Внезапно снаружи стихает, свистящий ветер остановил свое дыхание, как будто готовясь теперь к уничтожающему удару. Почти по грудь в снегу мы со старостой поспешно пробираемся к нашим засыпанным саням. Мы машем лопатами, как сумасшедшие. Уже необходимые вещи вытащены, мы быстро карабкаемся к пещере, спешим назад, хватаем все, что только можем найти и схватить, но потом...

Внезапно небо почернело, вокруг нас ночь, и огромные снеговые массы падают как лавина. Теперь наши конечности двигаются только лишь от отчаяния; мы достигаем пещеры. Буря уже неистовствует вокруг нас. Своей силой она высоко подняла нас, потом жестоко бросила вниз. Я вижу, как деревенский староста дважды кувыркается, затем остается лежать неподвижно. Я осел рядом с входом. Наконец, мы вползаем в защищающее отверстие.

Снежный ураган неистовствует там! Это больше не свист, это грохот! Уже невозможно отличить небо от земли, все – одна лишь черная, падающая лавина. Мне кажется, что наша снежная пещера может обрушиться каждую минуту. После долгих хлопот зажигается маленький костер, и дым выходит из уже почти занесенной снегом норы пещеры. Все же, огонь трещит. Лошади и люди, наконец, в безопасности, спасены.

Мы даем лошадям еду. Садимся у их ног. Горячий чай согревает наши внутренности, и застывшим, почти неподвижным ртом мы жуем. Прислонившись к снежной стене, я разжигаю трубку и смотрю на огонь.

- Покарауль нас, братец...

В этих словах деревенского старосты скрыта вся усталость мужиков. Теперь они сдались. Их мужество, их выносливость окончательно исчерпаны.

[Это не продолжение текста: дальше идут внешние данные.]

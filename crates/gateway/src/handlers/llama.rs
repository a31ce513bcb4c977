//! Question answering handlers

use axum::{
    extract::{rejection::JsonRejection, State},
    http::StatusCode,
    response::{IntoResponse, Response},
    Json,
};
use serde::{Deserialize, Serialize};
use serde_json::json;
use std::time::Instant;
use validator::Validate;

use crate::AppState;
use swasya_common::{errors::AppError, EXAMPLE_QUESTIONS};
use swasya_query::Envelope;

/// Question request
#[derive(Debug, Deserialize, Validate)]
pub struct QueryRequest {
    #[serde(default)]
    #[validate(length(max = 2000))]
    pub question: Option<String>,
}

#[derive(Serialize)]
pub struct ExamplesResponse {
    pub examples: &'static [&'static str],
}

fn question_required() -> Response {
    (StatusCode::BAD_REQUEST, Json(json!({ "error": "Question is required" }))).into_response()
}

/// Answer one question
pub async fn query(
    State(state): State<AppState>,
    payload: Result<Json<QueryRequest>, JsonRejection>,
) -> Response {
    let start = Instant::now();

    let Ok(Json(request)) = payload else {
        return question_required();
    };

    if let Err(e) = request.validate() {
        return AppError::Validation {
            message: e.to_string(),
            field: Some("question".to_string()),
        }
        .into_response();
    }

    let Some(question) = request.question.filter(|q| !q.trim().is_empty()) else {
        return question_required();
    };

    match state.engine.query(&question).await {
        Ok(answer) => {
            tracing::info!(
                latency_ms = start.elapsed().as_millis() as u64,
                "Question answered"
            );
            Json(Envelope::answered(question, answer)).into_response()
        }
        Err(e) => {
            tracing::error!(error = %e, code = ?e.code(), "Question failed");
            let body = Json(Envelope::failed(e.to_string()));
            (StatusCode::INTERNAL_SERVER_ERROR, body).into_response()
        }
    }
}

/// Example questions for clients
pub async fn examples() -> Json<ExamplesResponse> {
    Json(ExamplesResponse {
        examples: EXAMPLE_QUESTIONS,
    })
}
//! Swasya Gateway
//!
//! HTTP entry point for consultation questions.
//! Handles:
//! - Question answering and example questions
//! - Liveness and readiness probes
//! - Observability (logging, request metrics, Prometheus exporter)

mod handlers;
mod middleware;

use axum::{
    middleware::from_fn,
    routing::{get, post},
    Router,
};
use metrics_exporter_prometheus::{Matcher, PrometheusBuilder};
use std::net::SocketAddr;
use std::sync::Arc;
use swasya_common::{
    config::AppConfig,
    metrics::{self, EMBEDDING_BUCKETS, LATENCY_BUCKETS},
    telemetry::{self, LogSink},
    ConsultationQueryEngine,
};
use tokio::signal;
use tower_http::{
    cors::{Any, CorsLayer},
    request_id::{MakeRequestUuid, PropagateRequestIdLayer, SetRequestIdLayer},
    trace::TraceLayer,
};
use tracing::{info, warn};

/// Application state shared across handlers
#[derive(Clone)]
pub struct AppState {
    pub engine: Arc<ConsultationQueryEngine>,
}

#[tokio::main]
async fn main() -> Result<(), Box<dyn std::error::Error>> {
    // Load environment variables
    dotenvy::dotenv().ok();

    // Load configuration
    let config = AppConfig::load()?;

    // Initialize tracing
    telemetry::init_tracing(&config.observability, LogSink::Stdout);

    info!("Starting Swasya Gateway v{}", swasya_common::VERSION);

    // Initialize metrics
    if config.observability.metrics_port != 0 {
        let metrics_addr = SocketAddr::new(
            config.server.host.parse()?,
            config.observability.metrics_port,
        );
        let suffix = |name: &str| Matcher::Suffix(name.to_string());
        PrometheusBuilder::new()
            .with_http_listener(metrics_addr)
            .set_buckets_for_metric(suffix("request_duration_seconds"), LATENCY_BUCKETS)?
            .set_buckets_for_metric(suffix("query_duration_seconds"), LATENCY_BUCKETS)?
            .set_buckets_for_metric(suffix("embedding_duration_seconds"), EMBEDDING_BUCKETS)?
            .set_buckets_for_metric(suffix("index_build_duration_seconds"), EMBEDDING_BUCKETS)?
            .install()?;
        info!("Prometheus exporter listening on {}", metrics_addr);
    }
    metrics::register_metrics();

    let engine = ConsultationQueryEngine::from_config(&config).map_err(|e| {
        tracing::error!(error = %e, "Failed to configure query engine");
        e
    })?;

    // Warm the index; a failure here is retried on the first question
    if let Err(e) = engine.load_index().await {
        warn!(error = %e, "Index not ready at startup");
    }

    let state = AppState {
        engine: Arc::new(engine),
    };

    // Build the router
    let app = create_router(state);

    // Start the server
    let addr = SocketAddr::new(config.server.host.parse()?, config.server.port);
    info!("Listening on {}", addr);

    let listener = tokio::net::TcpListener::bind(addr).await?;

    axum::serve(listener, app)
        .with_graceful_shutdown(shutdown_signal())
        .await?;

    info!("Server shutdown complete");
    Ok(())
}

/// Create the main application router
fn create_router(state: AppState) -> Router {
    // CORS configuration
    let cors = CorsLayer::new()
        .allow_origin(Any)
        .allow_methods(Any)
        .allow_headers(Any);

    // Request ID propagation
    let request_id = SetRequestIdLayer::x_request_id(MakeRequestUuid);
    let propagate_id = PropagateRequestIdLayer::x_request_id();

    let llama_routes = Router::new()
        .route("/query", post(handlers::llama::query))
        .route("/examples", get(handlers::llama::examples));

    // Compose the app; `/api/llama` is kept for existing frontends
    Router::new()
        .route("/health", get(handlers::health::health))
        .route("/ready", get(handlers::health::ready))
        .nest("/llama", llama_routes.clone())
        .nest("/api/llama", llama_routes)
        .route_layer(from_fn(middleware::metrics::track_requests))
        .layer(TraceLayer::new_for_http())
        .layer(cors)
        .layer(request_id)
        .layer(propagate_id)
        .with_state(state)
}

/// Graceful shutdown signal handler
async fn shutdown_signal() {
    let ctrl_c = async {
        if let Err(e) = signal::ctrl_c().await {
            tracing::error!(error = %e, "Failed to install Ctrl+C handler");
            std::future::pending::<()>().await;
        }
    };

    #[cfg(unix)]
    let terminate = async {
        match signal::unix::signal(signal::unix::SignalKind::terminate()) {
            Ok(mut stream) => {
                stream.recv().await;
            }
            Err(e) => {
                tracing::error!(error = %e, "Failed to install SIGTERM handler");
                std::future::pending::<()>().await;
            }
        }
    };

    #[cfg(not(unix))]
    let terminate = std::future::pending::<()>();

    tokio::select! {
        _ = ctrl_c => info!("Received Ctrl+C, starting shutdown..."),
        _ = terminate => info!("Received SIGTERM, starting shutdown..."),
    }
}

#[cfg(test)]
mod tests {
    use super::*;
    use axum::{
        body::{to_bytes, Body},
        http::{Request, StatusCode},
    };
    use serde_json::{json, Value};
    use swasya_common::db::InMemoryRecordSource;
    use tower::ServiceExt;

    fn test_config(dir: &std::path::Path) -> AppConfig {
        let mut config = AppConfig::default();
        config.index.persist_dir = dir.join("llama_index_storage");
        config.store.url = "postgres://swasya@127.0.0.1:1/swasya".to_string();
        config.store.connect_timeout_secs = 2;
        config
    }

    fn app_with_records(dir: &std::path::Path) -> Router {
        let source = Arc::new(InMemoryRecordSource::default());
        let engine = ConsultationQueryEngine::new(&test_config(dir), source).unwrap();
        create_router(AppState { engine: Arc::new(engine) })
    }

    fn app_with_unreachable_store(dir: &std::path::Path) -> Router {
        let engine = ConsultationQueryEngine::from_config(&test_config(dir)).unwrap();
        create_router(AppState { engine: Arc::new(engine) })
    }

    fn post_json(uri: &str, body: &str) -> Request<Body> {
        Request::builder()
            .method("POST")
            .uri(uri)
            .header("content-type", "application/json")
            .body(Body::from(body.to_string()))
            .unwrap()
    }

    async fn json_body(response: axum::response::Response) -> Value {
        let bytes = to_bytes(response.into_body(), usize::MAX).await.unwrap();
        serde_json::from_slice(&bytes).unwrap()
    }

    #[tokio::test]
    async fn test_missing_question_is_bad_request() {
        let dir = tempfile::tempdir().unwrap();

        for body in ["{}", r#"{"question": "   "}"#, r#"{"question": null}"#, "not json"] {
            let response = app_with_records(dir.path())
                .oneshot(post_json("/llama/query", body))
                .await
                .unwrap();
            assert_eq!(response.status(), StatusCode::BAD_REQUEST, "{body}");
            assert_eq!(json_body(response).await, json!({ "error": "Question is required" }));
        }
    }

    #[tokio::test]
    async fn test_question_answered() {
        let dir = tempfile::tempdir().unwrap();
        let response = app_with_records(dir.path())
            .oneshot(post_json("/llama/query", r#"{"question": "Summarize recent consultations"}"#))
            .await
            .unwrap();

        assert_eq!(response.status(), StatusCode::OK);
        assert_eq!(
            json_body(response).await,
            json!({
                "success": true,
                "question": "Summarize recent consultations",
                "answer": "Found 0 relevant consultation(s). Summary:\n"
            })
        );
    }

    #[tokio::test]
    async fn test_legacy_prefix_routes() {
        let dir = tempfile::tempdir().unwrap();
        let response = app_with_records(dir.path())
            .oneshot(post_json(
                "/api/llama/query",
                r#"{"question": "What medications were prescribed?"}"#,
            ))
            .await
            .unwrap();
        assert_eq!(response.status(), StatusCode::OK);
    }

    #[tokio::test]
    async fn test_engine_failure_is_server_error() {
        let dir = tempfile::tempdir().unwrap();
        let response = app_with_unreachable_store(dir.path())
            .oneshot(post_json("/llama/query", r#"{"question": "List all patients with fever"}"#))
            .await
            .unwrap();

        assert_eq!(response.status(), StatusCode::INTERNAL_SERVER_ERROR);
        let body = json_body(response).await;
        assert_eq!(body["success"], json!(false));
        assert!(body["error"].as_str().is_some_and(|e| !e.is_empty()));
    }

    #[tokio::test]
    async fn test_overlong_question_rejected() {
        let dir = tempfile::tempdir().unwrap();
        let body = json!({ "question": "a".repeat(2001) }).to_string();
        let response = app_with_records(dir.path())
            .oneshot(post_json("/llama/query", &body))
            .await
            .unwrap();
        assert_eq!(response.status(), StatusCode::BAD_REQUEST);
    }

    #[tokio::test]
    async fn test_examples() {
        let dir = tempfile::tempdir().unwrap();
        let response = app_with_records(dir.path())
            .oneshot(Request::builder().uri("/llama/examples").body(Body::empty()).unwrap())
            .await
            .unwrap();

        assert_eq!(response.status(), StatusCode::OK);
        let body = json_body(response).await;
        assert_eq!(body["examples"].as_array().map(Vec::len), Some(5));
        assert_eq!(body["examples"][2], json!("Show me consultations for AKASH"));
    }

    #[tokio::test]
    async fn test_probes() {
        let dir = tempfile::tempdir().unwrap();

        let response = app_with_records(dir.path())
            .oneshot(Request::builder().uri("/health").body(Body::empty()).unwrap())
            .await
            .unwrap();
        assert_eq!(response.status(), StatusCode::OK);
        assert_eq!(json_body(response).await["backend"], json!("heuristic"));

        let response = app_with_records(dir.path())
            .oneshot(Request::builder().uri("/ready").body(Body::empty()).unwrap())
            .await
            .unwrap();
        assert_eq!(json_body(response).await["status"], json!("ready"));

        let response = app_with_unreachable_store(dir.path())
            .oneshot(Request::builder().uri("/ready").body(Body::empty()).unwrap())
            .await
            .unwrap();
        let body = json_body(response).await;
        assert_eq!(body["status"], json!("not_ready"));
        assert_eq!(body["checks"]["store"]["status"], json!("down"));
    }
}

Единодушный храп гремит в маленькой пещере, и в то время как я снова и снова разжигаю огонь, черная ночь урагана глядит на меня через маленькое отверстие в снежной стене. Я снова и снова должен защищать его от снега. Моя трубка составляет для меня молчаливое общество. Но она тухнет снова и снова, я зажигаю ее снова, несколько затяжек, и рот застывает, глаза закрываются. Тогда я вскакиваю, хватаю лопату, отбрасываю от отверстия снова и снова наметенный снег, расширяю нору, вглядываюсь в бушевание бури, слушаю напряженно, потом сажусь и прислоняюсь к стене.

«... Фаиме...!»

Я пугаюсь своего собственного голоса. Но в этом слове заключается вся моя выносливость, мое мужество и моя воля сопротивляться дальше. Лошадки спят, истощенные мужики тоже, костер засыпает..., но моя маленькая трубка горит!

День начинается, но его едва ли можно заметить в беспрерывном снегопаде.

Я – единственный, который выкарабкался из нашего строения. Мужики спят три четверти дня. Не такой сонный и пассивный только староста. Он помогает мне готовить еду, разжигает костер, кормит лошадей, которые трогательно тихо лежат, плотно прижавшись друг к другу, в углу.

Едва стало несколько светлее, я на четвереньках выползаю из нашей норы, с трудом пробиваюсь к саням или ползу через глубокий снег к близкому леса. И как раз эти немногие шаги к лесу едва не стоили мне жизни. В порыве плотной снежной пурги, внезапно превратившей день в ночь, я потерял направление после метели. Я был близок к отчаянию, когда едва заметный запах дыма показал мне приблизительное направление к нашей снежной пещере. С тех пор я отмечал немногими ветками шаги к лесу и снова собирал их на обратном пути. Пожалуй, я приносил меньшее количество древесины и должен был идти еще второй раз, но, по крайней мере, избегал благодаря этому опасности заблудиться.

Снова начинался новый день. И его тоже едва ли можно было узнать, и он тоже уже идет к закату. Новый день, и снова вокруг нас ночь. Бушевание пурги немного ослабло. Моя работа состоит в доставке дров и в растрачивающем силы продвижении к нашим саням, затем в ободрении ставших апатичными людей, а также в приготовлении еды.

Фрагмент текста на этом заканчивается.